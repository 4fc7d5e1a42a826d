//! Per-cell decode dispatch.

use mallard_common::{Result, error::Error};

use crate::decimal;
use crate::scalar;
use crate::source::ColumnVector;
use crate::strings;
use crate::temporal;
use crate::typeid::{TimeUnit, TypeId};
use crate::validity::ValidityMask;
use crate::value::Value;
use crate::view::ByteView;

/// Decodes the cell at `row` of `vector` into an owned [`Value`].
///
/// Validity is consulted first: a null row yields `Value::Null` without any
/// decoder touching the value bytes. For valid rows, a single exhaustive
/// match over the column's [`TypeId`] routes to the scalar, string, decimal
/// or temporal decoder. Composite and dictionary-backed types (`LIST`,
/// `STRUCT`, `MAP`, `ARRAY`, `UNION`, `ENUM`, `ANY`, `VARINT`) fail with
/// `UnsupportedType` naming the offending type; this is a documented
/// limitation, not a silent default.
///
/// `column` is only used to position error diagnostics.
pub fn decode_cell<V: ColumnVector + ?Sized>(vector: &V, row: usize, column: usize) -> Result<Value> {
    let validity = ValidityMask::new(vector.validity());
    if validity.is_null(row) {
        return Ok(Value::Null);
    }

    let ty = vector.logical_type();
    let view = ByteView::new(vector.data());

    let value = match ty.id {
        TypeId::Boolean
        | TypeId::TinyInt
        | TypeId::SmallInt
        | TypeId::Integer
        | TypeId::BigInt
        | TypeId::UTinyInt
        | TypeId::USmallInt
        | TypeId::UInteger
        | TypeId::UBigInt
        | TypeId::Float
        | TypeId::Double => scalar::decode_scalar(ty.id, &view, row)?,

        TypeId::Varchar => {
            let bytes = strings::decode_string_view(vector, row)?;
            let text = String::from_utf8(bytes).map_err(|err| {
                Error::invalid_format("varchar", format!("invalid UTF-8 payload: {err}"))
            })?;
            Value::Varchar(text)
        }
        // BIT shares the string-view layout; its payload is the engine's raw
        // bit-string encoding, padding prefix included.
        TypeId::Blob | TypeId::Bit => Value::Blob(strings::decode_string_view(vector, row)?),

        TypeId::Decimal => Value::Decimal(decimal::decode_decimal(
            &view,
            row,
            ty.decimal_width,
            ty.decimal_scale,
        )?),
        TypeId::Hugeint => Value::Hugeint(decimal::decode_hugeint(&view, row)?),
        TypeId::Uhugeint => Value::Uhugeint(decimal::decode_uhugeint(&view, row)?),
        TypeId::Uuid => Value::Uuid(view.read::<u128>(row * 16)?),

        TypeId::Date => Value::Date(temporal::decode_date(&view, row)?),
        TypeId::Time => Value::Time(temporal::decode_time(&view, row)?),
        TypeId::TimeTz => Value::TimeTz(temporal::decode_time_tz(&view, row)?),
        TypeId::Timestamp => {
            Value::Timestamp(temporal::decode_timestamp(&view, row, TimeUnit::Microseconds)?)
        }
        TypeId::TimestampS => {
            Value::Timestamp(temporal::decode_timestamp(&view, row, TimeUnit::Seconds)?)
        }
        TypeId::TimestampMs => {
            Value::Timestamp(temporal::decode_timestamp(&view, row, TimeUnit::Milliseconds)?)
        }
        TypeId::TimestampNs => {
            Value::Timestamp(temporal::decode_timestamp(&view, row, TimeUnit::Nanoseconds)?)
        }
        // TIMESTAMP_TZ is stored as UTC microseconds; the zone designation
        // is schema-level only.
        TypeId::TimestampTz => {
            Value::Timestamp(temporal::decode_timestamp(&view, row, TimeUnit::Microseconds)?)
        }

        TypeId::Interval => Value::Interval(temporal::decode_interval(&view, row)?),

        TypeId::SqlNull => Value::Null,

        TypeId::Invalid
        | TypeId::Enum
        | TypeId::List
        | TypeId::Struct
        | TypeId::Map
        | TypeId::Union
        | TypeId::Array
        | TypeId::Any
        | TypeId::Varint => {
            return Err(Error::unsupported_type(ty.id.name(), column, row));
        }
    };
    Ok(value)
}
◇ ◇ ◇ ◇
— Assignment —
The answer must be a single number: how many lines in the data contain the string "only"?

— Output of the task —
2